And however many ways the question was put to Theresa May during a 20 minute press huddle on board the government's Voyager plane, she was resolutely and determinedly not going to let much slip.

What will she do if she can't get her vote through? Is there a plan B? Could there be a Norway-style relationship with the EU? Could there be another referendum?

Westminster's awash with speculation and gossip about what might happen next if her Brexit compromise is killed off by her colleagues.

It's not surprising.

Unless she pulls off a political miracle her plan is on track to, at least at the first time of asking, be rejected by the Commons.

That would be the central policy of a minority government being chucked out - an event that even in this strange times, might be the end of her leadership and the end of the government.

Of course the defeat might not happen.

If it does, the scale of it will be hugely important. If it's only by a few votes, perhaps she would try again. If it was by a thumping 100, I'm not sure she would be able to.

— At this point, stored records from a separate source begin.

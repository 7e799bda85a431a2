use std::path::PathBuf;

use thiserror::Error;

#[derive(Error, Debug)]
pub enum TwitterError {
    #[error("failed to authenticate with x: {0}")]
    Auth(String),

    #[error("request failed: {0}")]
    Request(#[from] reqwest::Error),

    #[error("server returned status {status}: {body}")]
    Status {
        status: reqwest::StatusCode,
        body: String,
    },

    #[error("unable to parse response: {0}")]
    Parse(#[from] serde_json::Error),

    #[error("api error: {0}")]
    Api(String),

    #[error("invalid url: {0}")]
    Url(#[from] url::ParseError),

    #[error("unable to use session file {path:?}: {msg}")]
    Session { path: PathBuf, msg: String },
}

That raises the prospect of another last-ditch effort to crank something else out of Brussels, even a new prime minister, or a general election.

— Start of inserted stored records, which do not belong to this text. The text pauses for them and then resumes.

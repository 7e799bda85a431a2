use std::path::{Path, PathBuf};
use std::sync::LazyLock;
use std::time::Duration;

use anyhow::Result;
use regex::Regex;
use reqwest::{Client, ClientBuilder};
use serde::Serialize;
use time::format_description::well_known::Rfc3339;
use tweet_harvest_common::download_asset;
use twitter::{Media, MediaKind, Tweet, User};

use crate::config::Config;

/// Column names, in the order [`OutputRecord`] serializes its fields.
pub const HEADER: [&str; 10] = [
    "Tweet_count",
    "Username",
    "Text",
    "Created At",
    "Retweets",
    "Likes",
    "Tweet_ID",
    "Profile_Pic",
    "Media_Files",
    "T_co_Links",
];

static MISSING: &str = "N/A";

/// One CSV row.
#[derive(Serialize, Clone, Debug, PartialEq, Eq)]
pub struct OutputRecord {
    pub sequence: u64,
    pub username: String,
    pub text: String,
    pub created_at: String,
    pub retweets: u64,
    pub likes: u64,
    pub tweet_id: String,
    pub profile_pic: String,
    pub media_files: String,
    pub t_co_links: String,
}

impl OutputRecord {
    /// Project the text fields of `tweet`, leaving the asset paths empty.
    pub fn from_tweet(tweet: &Tweet, sequence: u64) -> Self {
        let text = clean_text(tweet.text.as_deref());
        let t_co_links = extract_links(&text).join("|");

        Self {
            sequence,
            username: author_name(tweet).to_owned(),
            created_at: tweet
                .created_at
                .and_then(|t| t.format(&Rfc3339).ok())
                .unwrap_or_else(|| MISSING.to_owned()),
            retweets: tweet.retweet_count.unwrap_or(0),
            likes: tweet.favorite_count.unwrap_or(0),
            tweet_id: tweet_id(tweet, sequence),
            profile_pic: String::new(),
            media_files: String::new(),
            t_co_links,
            text,
        }
    }
}

fn author_name(tweet: &Tweet) -> &str {
    tweet
        .user
        .as_ref()
        .and_then(|u| u.name.as_deref())
        .unwrap_or(MISSING)
}

fn tweet_id(tweet: &Tweet, sequence: u64) -> String {
    match &tweet.id {
        Some(id) => id.clone(),
        None => format!("unknown_{}", sequence),
    }
}

/// Tweet text on one line.
pub fn clean_text(text: Option<&str>) -> String {
    text.unwrap_or_default().replace('\n', " ")
}

/// All `t.co` short links in `text`, in order of appearance.
pub fn extract_links(text: &str) -> Vec<&str> {
    static LINK_RE: LazyLock<Regex> =
        LazyLock::new(|| Regex::new(r"https?://t\.co/\w+").unwrap());
    LINK_RE.find_iter(text).map(|m| m.as_str()).collect()
}

/// Author name reduced to word characters, spaces become underscores.
pub fn safe_name(name: &str) -> String {
    static UNSAFE_RE: LazyLock<Regex> = LazyLock::new(|| Regex::new(r"[^\w\s]").unwrap());
    UNSAFE_RE.replace_all(name, "").replace(' ', "_")
}

/// Full resolution variant of a profile image URL.
pub fn full_size_profile_url(url: &str) -> String {
    url.replace("_normal", "")
}

fn media_label(media: &Media) -> &'static str {
    match media.kind {
        MediaKind::Photo => "photo",
        MediaKind::Video => "video_thumb",
        MediaKind::AnimatedGif => "gif_thumb",
        MediaKind::Other(_) => "unknown",
    }
}

/// Downloads the images a record points to.
pub struct AssetDownloader {
    client: Client,
    profile_dir: PathBuf,
    media_dir: PathBuf,
    enabled: bool,
}

impl AssetDownloader {
    pub fn new(config: &Config) -> Result<Self> {
        let client = ClientBuilder::new()
            .timeout(Duration::from_secs(config.download.timeout_secs))
            .build()?;
        Ok(Self {
            client,
            profile_dir: config.output.profile_dir.clone(),
            media_dir: config.output.media_dir.clone(),
            enabled: config.download.enabled,
        })
    }

    /// Create the download directories.
    pub async fn prepare(&self) -> Result<()> {
        if self.enabled {
            tokio::fs::create_dir_all(&self.profile_dir).await?;
            tokio::fs::create_dir_all(&self.media_dir).await?;
        }
        Ok(())
    }

    /// Project `tweet` and download its profile picture and media.
    pub async fn project(&self, tweet: &Tweet, sequence: u64) -> OutputRecord {
        let mut record = OutputRecord::from_tweet(tweet, sequence);
        if !self.enabled {
            return record;
        }

        if let Some(user) = tweet.user.as_ref() {
            self.download_profile_pic(user, &mut record).await;
        }

        let mut media_paths = vec![];
        for (i, media) in tweet.media.iter().enumerate() {
            let Some(url) = media.url.as_deref() else {
                tracing::debug!(index = i, kind = ?media.kind, "media without url");
                continue;
            };
            let file_name = format!("{}_{}_{}.jpg", record.tweet_id, media_label(media), i);
            let path = self.download(url, self.media_dir.join(file_name)).await;
            if !path.is_empty() {
                media_paths.push(path);
            }
        }
        record.media_files = media_paths.join("|");

        record
    }

    async fn download_profile_pic(&self, user: &User, record: &mut OutputRecord) {
        let Some(url) = user.profile_image_url.as_deref() else {
            return;
        };
        // Names made only of symbols fall back to the handle
        let mut name = safe_name(&record.username);
        if name.is_empty() {
            name = user.screen_name.as_deref().map(safe_name).unwrap_or_default();
        }
        let file_name = format!("{}_{}.jpg", name, record.tweet_id);
        record.profile_pic = self
            .download(&full_size_profile_url(url), self.profile_dir.join(file_name))
            .await;
    }

    async fn download(&self, url: &str, path: impl AsRef<Path>) -> String {
        download_asset(&self.client, url, path)
            .await
            .map(|p| p.to_string_lossy().into_owned())
            .unwrap_or_default()
    }
}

You can forgive Westminster then perhaps for indulging in rather a lot of speculation - it's not idle gossip, but the hunt for clues about what's next in these vital days.

Colourful words

But all Mrs May would really give on the way to Buenos Aires was a slightly more emphatic plea to backbench MPs to think about their constituents, rather than themselves - an obvious, if veiled criticism of her Brexiteer backbenchers who think her plan leaves the UK too closely tied to the EU after Brexit.

Goodness knows what she really thinks of them in private.

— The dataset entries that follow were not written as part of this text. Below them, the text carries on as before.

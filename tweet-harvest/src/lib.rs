pub mod config;
pub mod harvester;
pub mod record;
pub mod session;
pub mod sink;
pub mod source;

Some of her allies have had pretty colourful words for them of late, many of which are too rude to write down in a respectable blog.

But you can imagine the drift, the frustration, at the prime minister's proposal not being seen as "pure enough" as one senior politician described it, to pass.

"They'd have bitten our hands off in 2016 for this," they said. "Now it seems nothing will ever be good enough."

A new script?

But instead the prime minister gave her familiar lines on why she could not support a customs union-style deal or another referendum, her already familiar mantras about why the deal she has negotiated is the right one.

Image source, Reuters
Image caption,

Mrs May is due in Buenos Aires for the G20 summit

Talk to her confidants in Number 10 and they say her fears about chaos and disruption if the vote fails are genuine, insisting there is no theorising or strategising about what would happen next.

One insider suggested at that moment "Parliament would have their hands on the executive", downplaying the idea of Number 10's ability to argue for a second vote.

But if nothing comes along to change the dynamics, before too long discussions about what happens next may well be ones that the prime minister simply has to have.

If she wants to avoid them she may need to find a new script, and fast.